Rare, Fatal Brain Disease Cases spark Renewed Focus on Early Detection
A new case series published in Practical Neurology details the diagnostic challenges and clinical presentation of Creutzfeldt-Jakob Disease (CJD) observed at a district general hospital, alongside a extensive review of existing literature. The findings underscore the critical need for heightened awareness of this rapidly progressive and invariably fatal neurodegenerative disorder among healthcare professionals.
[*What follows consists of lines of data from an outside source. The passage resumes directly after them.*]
impl RenderDelegate for Renderer {
    fn set_size(&mut self, width: u32, height: u32) {
        self.width = width;
        self.height = height;
        self.reconfigure();
    }

    fn set_pixel_ratio(&mut self, ratio: f64) {
        self.pixel_ratio = ratio;
        self.reconfigure();
    }

    fn render(&mut self, scene: &SceneGraph, camera: &Camera) {
        self.write_uniforms(scene, camera);

        let Some(frame) = self.acquire_frame() else {
            return;
        };
        let device = self.gpu.device.clone();
        let queue = self.gpu.queue.clone();

        let view = frame.texture.create_view(&TextureViewDescriptor::default());
        let mut encoder = device.create_command_encoder(&CommandEncoderDescriptor { label: Some("encoder") });

        {
            let mut rp = encoder.begin_render_pass(&RenderPassDescriptor {
                label: Some("scene_pass"),
                color_attachments: &[Some(RenderPassColorAttachment {
                    view: &view,
                    resolve_target: None,
                    ops: Operations { load: LoadOp::Clear(Color::TRANSPARENT), store: StoreOp::Store },
                    depth_slice: None,
                })],
                depth_stencil_attachment: Some(RenderPassDepthStencilAttachment {
                    view: &self.depth_view,
                    depth_ops: Some(Operations { load: LoadOp::Clear(1.0), store: StoreOp::Store }),
                    stencil_ops: None,
                }),
                timestamp_writes: None,
                occlusion_query_set: None,
            });

            rp.set_pipeline(&self.toon_pipeline);
            rp.set_bind_group(0, &self.frame_bind_group, &[]);
            for draw in &self.sections {
                rp.set_bind_group(1, &draw.bind_group, &[]);
                rp.set_vertex_buffer(0, draw.mesh.vertex_buffer.slice(..));
                rp.set_index_buffer(draw.mesh.index_buffer.slice(..), IndexFormat::Uint32);
                rp.draw_indexed(0..draw.mesh.index_count, 0, 0..1);
            }

            if self.particle_count > 0 {
                rp.set_pipeline(&self.points_pipeline);
                rp.set_bind_group(1, &self.points_bind_group, &[]);
                rp.set_vertex_buffer(0, self.particle_buffer.slice(..));
                rp.draw(0..6, 0..self.particle_count);
            }
        }

        let mut command_buffers = Vec::new();
        let overlay = self.overlay.take();
        if let Some(overlay) = &overlay {
            let (pw, ph) = self.physical_size();
            let screen_descriptor = egui_wgpu::ScreenDescriptor {
                size_in_pixels: [pw, ph],
                pixels_per_point: overlay.pixels_per_point,
            };

            for (id, image_delta) in &overlay.textures_delta.set {
                self.egui_renderer.update_texture(&device, &queue, *id, image_delta);
            }
            command_buffers = self.egui_renderer.update_buffers(
                &device,
                &queue,
                &mut encoder,
                &overlay.primitives,
                &screen_descriptor,
            );

            let egui_pass = encoder.begin_render_pass(&RenderPassDescriptor {
                label: Some("egui_render_pass"),
                color_attachments: &[Some(RenderPassColorAttachment {
                    view: &view,
                    resolve_target: None,
                    ops: Operations { load: LoadOp::Load, store: StoreOp::Store },
                    depth_slice: None,
                })],
                depth_stencil_attachment: None,
                timestamp_writes: None,
                occlusion_query_set: None,
            });
            self.egui_renderer
                .render(&mut egui_pass.forget_lifetime(), &overlay.primitives, &screen_descriptor);
        }

        command_buffers.push(encoder.finish());
        queue.submit(command_buffers);
        frame.present();

        if let Some(overlay) = overlay {
            for id in &overlay.textures_delta.free {
                self.egui_renderer.free_texture(id);
            }
        }
    }
}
CJD,a prion disease,affects approximately one to two people per million annually worldwide. While rare, misdiagnosis is common due to its varied initial symptoms, often mimicking more prevalent neurological conditions like Alzheimer’s disease or stroke. This delay in accurate diagnosis can hinder appropriate patient care and potentially delay family closure. The recent case series, encompassing five patients presenting between 2016 and 2022 at the Royal Preston Hospital, highlights the difficulties in distinguishing CJD from other neurological illnesses in a typical hospital setting, even with access to MRI and cerebrospinal fluid analysis. The study aims to provide practical guidance for clinicians encountering suspected cases, emphasizing the importance of considering CJD in patients with rapidly progressive dementia, myoclonus, or other atypical neurological features.
The Royal Preston Hospital case series revealed a median age of 72 years at symptom onset (range 62-82) and a median survival time of 6 months following diagnosis. Initial presentations were diverse, including cognitive decline, behavioral changes, and cerebellar ataxia. Diagnostic workup included MRI brain scans, which showed characteristic changes in four out of five cases, and cerebrospinal fluid analysis for 14-3-3 protein, a biomarker suggestive of CJD, which was positive in three cases. The authors, Dr. A.J. Thompson and colleagues, note that the definitive diagnosis of CJD often requires brain biopsy, a procedure not always feasible or desirable given the disease’s rapid progression.The literature review accompanying the case series details the different subtypes of CJD – sporadic (sCJD, the most common form, accounting for approximately 85% of cases), genetic (gCJD), acquired (iCJD), and variant CJD (vCJD). vCJD is linked to the consumption of beef contaminated with bovine spongiform encephalopathy (BSE), commonly known as “mad cow disease,” and peaked in the UK during the late 1990s and early 2000s. sCJD, the focus of the Royal Preston Hospital cases, arises spontaneously with no known cause.Currently, there is no cure for CJD.Management focuses on supportive care to alleviate symptoms and improve quality of life. The authors emphasize the importance of multidisciplinary involvement, including neurologists, palliative care specialists, and neuropsychologists. Further research is crucial to understand the underlying mechanisms of prion diseases and develop effective therapies. the Royal Preston Hospital team advocates for continued medical education and the establishment of national surveillance systems to improve CJD diagnosis and management.